Pittman Jennifer, Huang Erich, Dressman Holly, Horng Cheng-Fang, Cheng Skye H, Tsou Mei-Hua, Chen Chii-Ming, Bild Andrea, Iversen Edwin S, Huang Andrew T, Nevins Joseph R, West Mike
Institute of Statistics and Decision Sciences, Institute for Genome Sciences and Policy, Duke University, Durham, NC 27708, USA.
Proc Natl Acad Sci U S A. 2004 Jun 1;101(22):8431-6. doi: 10.1073/pnas.0401736101. Epub 2004 May 19.

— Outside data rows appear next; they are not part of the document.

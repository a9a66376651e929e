//! The page table bit field shared by resource frames and resource archive entries.

use binrw::{BinRead, BinWrite};
use std::ops::Range;

/// Page size of class 0 before the base shift is applied
pub const BASE_PAGE_SIZE: u64 = 0x200;

/// Number of page size classes a [`PageFlags`] value can describe
pub const PAGE_CLASS_COUNT: usize = 9;

/// Highest base shift that fits in the 4-bit field
pub const MAX_BASE_SHIFT: u32 = 0xF;

/// Bit position and mask of each class's page count, indexed by class (smallest pages first)
const CLASS_FIELDS: [(u32, u32); PAGE_CLASS_COUNT] = [
    (27, 0x1),
    (26, 0x1),
    (25, 0x1),
    (24, 0x1),
    (17, 0x7F),
    (11, 0x3F),
    (7, 0xF),
    (5, 0x3),
    (4, 0x1),
];

/// The set of page size classes a writer is allowed to use
///
/// Older resources may occupy all nine classes, each of the four smallest holding a single page.
/// Current resources only use the five largest classes.
#[derive(Debug, Copy, Clone, PartialEq, Eq)]
pub enum PageScheme {
    /// All nine classes
    Legacy,
    /// Classes 4 to 8, capped at `0x7F`, `0x3F`, `0xF`, `3` and `1` pages
    Current,
}

impl PageScheme {
    /// Absolute class indices covered by this scheme, smallest first
    pub fn classes(self) -> Range<usize> {
        match self {
            PageScheme::Legacy => 0..PAGE_CLASS_COUNT,
            PageScheme::Current => 4..PAGE_CLASS_COUNT,
        }
    }

    /// The smallest class of the scheme
    pub fn first_class(self) -> usize {
        self.classes().start
    }

    /// The largest class of the scheme
    pub fn last_class(self) -> usize {
        self.classes().end - 1
    }

    /// Maximum number of pages the given class can hold
    pub fn cap(class: usize) -> u32 {
        CLASS_FIELDS[class].1
    }
}

/// A single page described by [`PageFlags::pages`]
#[derive(Debug, Copy, Clone, PartialEq, Eq)]
pub struct Page {
    /// Size of the page in bytes
    pub size: u64,

    /// Offset of the page from the start of its arena
    pub offset: u64,
}

/// Packed page table of one resource arena
///
/// | Bits     | Field                                   |
/// |----------|-----------------------------------------|
/// | `0..4`   | base shift                              |
/// | `4..28`  | page counts per class (see table below) |
/// | `28..32` | resource sub-version                    |
///
/// A class `n` page is `(0x200 << base_shift) << n` bytes long.
///
/// | Class | Bits      | Cap    |
/// |-------|-----------|--------|
/// | 8     | `4`       | `1`    |
/// | 7     | `5..7`    | `3`    |
/// | 6     | `7..11`   | `0xF`  |
/// | 5     | `11..17`  | `0x3F` |
/// | 4     | `17..24`  | `0x7F` |
/// | 3..0  | `24..28`  | `1`    |
#[derive(BinRead, BinWrite, Debug, Default, Copy, Clone, PartialEq, Eq, Hash)]
#[brw(little)]
pub struct PageFlags {
    value: u32,
}

impl PageFlags {
    /// Wrap a raw value. Every bit pattern decodes to something.
    pub const fn from_value(value: u32) -> Self {
        Self { value }
    }

    /// Pack page counts (indexed by absolute class) and a base shift.
    ///
    /// Counts beyond a class's cap are masked, exactly like the loader reads them.
    pub fn from_counts(counts: &[u32], base_shift: u32) -> Self {
        let value = counts
            .iter()
            .zip(CLASS_FIELDS.iter())
            .fold(base_shift & MAX_BASE_SHIFT, |acc, (count, (shift, mask))| {
                acc | ((count & mask) << shift)
            });
        Self { value }
    }

    /// Replace the sub-version nibble
    pub const fn with_version(self, version: u32) -> Self {
        Self {
            value: (self.value & 0x0FFF_FFFF) | ((version & 0xF) << 28),
        }
    }

    /// The raw 32-bit value
    pub const fn value(&self) -> u32 {
        self.value
    }

    /// The 4-bit base shift
    pub const fn base_shift(&self) -> u32 {
        self.value & MAX_BASE_SHIFT
    }

    /// The sub-version stored in the top nibble
    pub const fn version(&self) -> u32 {
        self.value >> 28
    }

    /// Size of a class 0 page
    pub const fn base_size(&self) -> u64 {
        BASE_PAGE_SIZE << self.base_shift()
    }

    /// Size of a page of the given class
    pub const fn page_size(&self, class: usize) -> u64 {
        self.base_size() << class
    }

    /// Number of pages of the given class
    pub fn class_count(&self, class: usize) -> u32 {
        let (shift, mask) = CLASS_FIELDS[class];
        (self.value >> shift) & mask
    }

    /// Page counts for every class, smallest class first
    pub fn counts(&self) -> [u32; PAGE_CLASS_COUNT] {
        std::array::from_fn(|class| self.class_count(class))
    }

    /// Total number of pages
    pub fn page_count(&self) -> u32 {
        self.counts().iter().sum()
    }

    /// Every page in arena order: largest class first, each with its running offset
    pub fn pages(&self) -> Vec<Page> {
        let mut offset = 0;
        let mut pages = Vec::with_capacity(self.page_count() as usize);
        for class in (0..PAGE_CLASS_COUNT).rev() {
            let size = self.page_size(class);
            for _ in 0..self.class_count(class) {
                pages.push(Page { size, offset });
                offset += size;
            }
        }
        pages
    }

    /// Combined size of every page
    pub fn total_size(&self) -> u64 {
        (0..PAGE_CLASS_COUNT)
            .map(|class| self.page_size(class) * self.class_count(class) as u64)
            .sum()
    }
}

impl From<u32> for PageFlags {
    fn from(value: u32) -> Self {
        Self::from_value(value)
    }
}

impl From<PageFlags> for u32 {
    fn from(value: PageFlags) -> Self {
        value.value
    }
}
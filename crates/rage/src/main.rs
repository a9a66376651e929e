use std::io::IsTerminal;

use clap::Parser;
use miette::{IntoDiagnostic, Result};
use tracing::level_filters::LevelFilter;
use tracing_subscriber::{layer::SubscriberExt, util::SubscriberInitExt, EnvFilter};

#[derive(Parser)]
#[command(version, about, long_about = None)]
#[command(propagate_version = true)]
struct Cli {
    #[command(subcommand)]
    command: rage::commands::Commands,
}

fn main() -> Result<()> {
    better_panic::install();

    let cli = Cli::parse();

    tracing_subscriber::registry()
        .with(
            tracing_subscriber::fmt::layer()
                .with_ansi(std::io::stderr().is_terminal())
                .with_writer(std::io::stderr)
                .with_file(true)
                .with_line_number(true)
                .with_target(false)
                .without_time()
                .compact(),
        )
        .with(
            EnvFilter::builder()
                .with_default_directive(LevelFilter::INFO.into())
                .from_env_lossy(),
        )
        .try_init()
        .into_diagnostic()?;

    cli.command.handle()
}
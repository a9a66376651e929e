use std::fs::File;
use std::io::Write;
use std::path::PathBuf;

use clap::Args;
use miette::{Context, IntoDiagnostic, Result};
use rage_rpf::EntryKind;
use rage_rsc::{compression::deflate, ResourceFrame};
use tracing::{info, warn};

use super::{output_path, ArchiveArgs};

#[derive(Args)]
pub struct ExtractArgs {
    #[command(flatten)]
    archive: ArchiveArgs,

    /// A target directory
    #[arg(short, long, value_name = "DIR")]
    directory: PathBuf,

    /// Allow overwriting the target
    #[arg(long, default_value_t = false)]
    overwrite: bool,
}

impl ExtractArgs {
    pub fn handle(&self) -> Result<()> {
        let mut rpf = self.archive.open()?;
        let mut skipped = 0;

        for id in rpf.containers() {
            let files = rpf
                .container(id)?
                .file_entries()
                .filter(|(entry, _)| rpf.child_for(id, *entry).is_none())
                .map(|(entry, file)| (entry, file.path.clone(), file.kind.clone()))
                .collect::<Vec<_>>();

            for (entry, path, kind) in files {
                let Some(data) = rpf.extract_file(id, entry) else {
                    skipped += 1;
                    continue;
                };

                let data = match kind {
                    EntryKind::ResourceFile(resource) => {
                        let frame = ResourceFrame::new(
                            resource.version(),
                            resource.system_flags,
                            resource.graphics_flags,
                        );
                        let mut framed = frame.to_bytes()?;
                        framed.extend(deflate(&data)?);
                        framed
                    }
                    _ => data,
                };

                let p = output_path(&self.directory, &path);
                info!("writing {}", p.display());

                if let Some(parent) = p.parent() {
                    std::fs::create_dir_all(parent)
                        .into_diagnostic()
                        .context(format!("creating {}", parent.display()))?;
                }
                let mut out = if !self.overwrite {
                    File::create_new(&p)
                        .into_diagnostic()
                        .context(format!("creating {}", p.display()))?
                } else {
                    File::create(&p)
                        .into_diagnostic()
                        .context(format!("creating {}", p.display()))?
                };
                out.write_all(&data).into_diagnostic()?;
            }
        }

        if skipped > 0 {
            warn!("skipped {skipped} entries that failed to extract");
        }
        Ok(())
    }
}
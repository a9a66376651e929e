//! Typed archive entries and their translation to and from raw records.

use rage_rsc::flags::PageFlags;

use crate::error::{FormatError, Result};
use crate::hash::{jenkins_hash, short_name};
use crate::types::{block_count, EntryRecord};

/// Longest name kept from the name blob, in characters
pub const MAX_NAME_LENGTH: usize = 256;

/// Handle of an entry inside its container
#[derive(Debug, Copy, Clone, PartialEq, Eq, PartialOrd, Ord, Hash)]
pub struct EntryId(pub(crate) usize);

impl EntryId {
    /// Position of the entry in its container's entry arena
    pub fn index(self) -> usize {
        self.0
    }
}

/// A directory, listing a contiguous range of the container's positional entry list
#[derive(Debug, Clone, Default, PartialEq, Eq)]
pub struct DirectoryEntry {
    /// Position of the first child in the entry list
    pub entries_index: u32,
    /// Number of children
    pub entries_count: u32,
    /// Child directories
    pub directories: Vec<EntryId>,
    /// Child files
    pub files: Vec<EntryId>,
}

/// A plain file, usually DEFLATE compressed
#[derive(Debug, Clone, Copy, Default, PartialEq, Eq)]
pub struct BinaryFileEntry {
    /// First block of the data
    pub file_offset: u32,
    /// Stored size, zero when the data is stored uncompressed
    pub file_size: u32,
    /// Size after decompression
    pub file_uncompressed_size: u32,
    /// Encrypted with the container's cipher
    pub is_encrypted: bool,
}

impl BinaryFileEntry {
    /// The record's encryption type, 0 or 1
    pub fn encryption_type(&self) -> u32 {
        u32::from(self.is_encrypted)
    }
}

/// A resource, stored as an RSC7 frame followed by the compressed arenas
#[derive(Debug, Clone, Copy, Default, PartialEq, Eq)]
pub struct ResourceFileEntry {
    /// First block of the data
    pub file_offset: u32,
    /// Stored size, frame included
    pub file_size: u32,
    /// Page table of the system arena
    pub system_flags: PageFlags,
    /// Page table of the graphics arena
    pub graphics_flags: PageFlags,
    /// Encrypted with the container's cipher (only scripts are)
    pub is_encrypted: bool,
}

impl ResourceFileEntry {
    /// Resource version recombined from the nibbles of both page tables
    pub fn version(&self) -> u32 {
        (self.system_flags.version() << 4) | self.graphics_flags.version()
    }

    /// Size of the system arena once decompressed
    pub fn system_size(&self) -> u64 {
        self.system_flags.total_size()
    }

    /// Size of the graphics arena once decompressed
    pub fn graphics_size(&self) -> u64 {
        self.graphics_flags.total_size()
    }
}

/// The three entry kinds, decided by a record's discriminant word
#[derive(Debug, Clone, PartialEq, Eq)]
pub enum EntryKind {
    Directory(DirectoryEntry),
    BinaryFile(BinaryFileEntry),
    ResourceFile(ResourceFileEntry),
}

/// An entry of a container
#[derive(Debug, Clone, PartialEq, Eq)]
pub struct Entry {
    /// Name as stored
    pub name: String,
    /// Lowercase name
    pub name_lower: String,
    /// Slash joined lowercase path, starting with the container's path
    pub path: String,
    /// [`jenkins_hash`] of the name
    pub name_hash: u32,
    /// [`jenkins_hash`] of the name without its extension
    pub short_name_hash: u32,
    /// Directory listing this entry, `None` for the root
    pub parent: Option<EntryId>,
    /// Offset of the name in the name blob as of the last header read or write
    pub name_offset: u32,
    /// Kind specific fields
    pub kind: EntryKind,
}

impl Entry {
    /// Create an unattached entry
    pub fn new(name: &str, kind: EntryKind) -> Self {
        let mut entry = Self {
            name: String::new(),
            name_lower: String::new(),
            path: String::new(),
            name_hash: 0,
            short_name_hash: 0,
            parent: None,
            name_offset: 0,
            kind,
        };
        entry.set_name(name);
        entry
    }

    /// Create an entry from a decoded record and the name it points at
    pub fn from_record(record: EntryRecord, name: &str) -> Self {
        let name_offset = match record {
            EntryRecord::Directory { name_offset, .. }
            | EntryRecord::BinaryFile { name_offset, .. }
            | EntryRecord::ResourceFile { name_offset, .. } => name_offset,
        };

        let kind = match record {
            EntryRecord::Directory {
                entries_index,
                entries_count,
                ..
            } => EntryKind::Directory(DirectoryEntry {
                entries_index,
                entries_count,
                ..Default::default()
            }),
            EntryRecord::BinaryFile {
                file_size,
                file_offset,
                uncompressed_size,
                encryption_type,
                ..
            } => EntryKind::BinaryFile(BinaryFileEntry {
                file_offset,
                file_size,
                file_uncompressed_size: uncompressed_size,
                is_encrypted: encryption_type == 1,
            }),
            EntryRecord::ResourceFile {
                file_size,
                file_offset,
                system_flags,
                graphics_flags,
                ..
            } => EntryKind::ResourceFile(ResourceFileEntry {
                file_offset,
                file_size,
                system_flags,
                graphics_flags,
                is_encrypted: false,
            }),
        };

        let mut entry = Self::new(name, kind);
        entry.name_offset = name_offset;
        if let EntryKind::ResourceFile(resource) = &mut entry.kind {
            resource.is_encrypted = entry.name_lower.ends_with(".ysc");
        }
        entry
    }

    /// The record for this entry, with the name at `name_offset`
    pub fn to_record(&self, name_offset: u32) -> Result<EntryRecord> {
        Ok(match &self.kind {
            EntryKind::Directory(dir) => EntryRecord::Directory {
                name_offset,
                entries_index: dir.entries_index,
                entries_count: dir.entries_count,
            },
            EntryKind::BinaryFile(file) => EntryRecord::BinaryFile {
                name_offset,
                file_size: file.file_size,
                file_offset: file.file_offset,
                uncompressed_size: file.file_uncompressed_size,
                encryption_type: file.encryption_type(),
            },
            EntryKind::ResourceFile(file) => EntryRecord::ResourceFile {
                name_offset,
                file_size: file.file_size.min(EntryRecord::SIZE_SENTINEL),
                file_offset: file.file_offset,
                system_flags: file.system_flags,
                graphics_flags: file.graphics_flags,
            },
        })
    }

    /// Rename the entry and recompute the lowercase name and both hashes
    ///
    /// Paths are left alone, they depend on the parent.
    pub fn set_name(&mut self, name: &str) {
        self.name = name.chars().take(MAX_NAME_LENGTH).collect();
        self.name_lower = self.name.to_lowercase();
        self.name_hash = jenkins_hash(&self.name_lower);
        self.short_name_hash = jenkins_hash(short_name(&self.name_lower));
    }

    /// Whether this is a directory
    pub fn is_directory(&self) -> bool {
        matches!(self.kind, EntryKind::Directory(_))
    }

    /// Whether this is a binary or resource file
    pub fn is_file(&self) -> bool {
        !self.is_directory()
    }

    /// Whether this is a binary file whose name marks it as a nested archive
    pub fn is_archive(&self) -> bool {
        matches!(self.kind, EntryKind::BinaryFile(_)) && self.name_lower.ends_with(".rpf")
    }

    /// Directory fields, if this is one
    pub fn as_directory(&self) -> Option<&DirectoryEntry> {
        match &self.kind {
            EntryKind::Directory(dir) => Some(dir),
            _ => None,
        }
    }

    /// Mutable directory fields, if this is one
    pub fn as_directory_mut(&mut self) -> Option<&mut DirectoryEntry> {
        match &mut self.kind {
            EntryKind::Directory(dir) => Some(dir),
            _ => None,
        }
    }

    /// First block of a file's data
    pub fn file_offset(&self) -> Option<u32> {
        match &self.kind {
            EntryKind::Directory(_) => None,
            EntryKind::BinaryFile(file) => Some(file.file_offset),
            EntryKind::ResourceFile(file) => Some(file.file_offset),
        }
    }

    /// Move a file's data pointer, no data is touched
    pub fn set_file_offset(&mut self, offset: u32) {
        match &mut self.kind {
            EntryKind::Directory(_) => {}
            EntryKind::BinaryFile(file) => file.file_offset = offset,
            EntryKind::ResourceFile(file) => file.file_offset = offset,
        }
    }

    /// Whether the stored data has to be decrypted
    pub fn is_encrypted(&self) -> bool {
        match &self.kind {
            EntryKind::Directory(_) => false,
            EntryKind::BinaryFile(file) => file.is_encrypted,
            EntryKind::ResourceFile(file) => file.is_encrypted,
        }
    }

    /// Bytes the file occupies in the archive
    ///
    /// The stored size when there is one, otherwise the uncompressed size (binary) or the sum
    /// of both arenas (resource).
    pub fn effective_size(&self) -> Option<u64> {
        match &self.kind {
            EntryKind::Directory(_) => None,
            EntryKind::BinaryFile(file) if file.file_size > 0 => Some(file.file_size as u64),
            EntryKind::BinaryFile(file) => Some(file.file_uncompressed_size as u64),
            EntryKind::ResourceFile(file) if file.file_size > 0 => Some(file.file_size as u64),
            EntryKind::ResourceFile(file) => Some(file.system_size() + file.graphics_size()),
        }
    }

    /// Blocks the file occupies, zero for directories
    pub fn block_count(&self) -> u64 {
        self.effective_size().map(block_count).unwrap_or(0)
    }

    /// Key length handed to NG when en/decrypting this file's data
    pub(crate) fn ng_length(&self) -> u32 {
        match &self.kind {
            EntryKind::Directory(_) => 0,
            EntryKind::BinaryFile(file) => file.file_uncompressed_size,
            EntryKind::ResourceFile(file) => file.file_size,
        }
    }
}

/// Read the NUL terminated name at `offset` in a decrypted name blob
pub fn read_name(names: &[u8], offset: u32) -> Result<String> {
    let tail = names
        .get(offset as usize..)
        .ok_or(FormatError::FieldOverflow {
            field: "name offset",
            value: offset as u64,
        })?;
    let end = tail.iter().position(|&b| b == 0).unwrap_or(tail.len());
    Ok(String::from_utf8_lossy(&tail[..end])
        .chars()
        .take(MAX_NAME_LENGTH)
        .collect())
}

We describe a comprehensive modeling approach to combining genomic and clinical data for personalized prediction in disease outcome studies. This integrated clinicogenomic modeling framework is based on statistical classification tree models that evaluate the contributions of multiple forms of data, both clinical and genomic, to define interactions of multiple risk factors that associate with the clinical outcome and derive predictions customized to the individual patient level. Gene expression data from DNA microarrays is represented by multiple, summary measures that we term metagenes; each metagene characterizes the dominant common expression pattern within a cluster of genes. A case study of primary breast cancer recurrence demonstrates that models using multiple metagenes combined with traditional clinical risk factors improve prediction accuracy at the individual patient level, delivering predictions more accurate than those made by using a single genomic predictor or clinical data alone. The analysis also highlights issues of communicating uncertainty in prediction and identifies combinations of clinical and genomic risk factors playing predictive roles. Implicated metagenes identify gene subsets with the potential to aid biological interpretation. This framework will extend to incorporate any form of data, including emerging forms of genomic data, and provides a platform for development of models for personalized prognosis.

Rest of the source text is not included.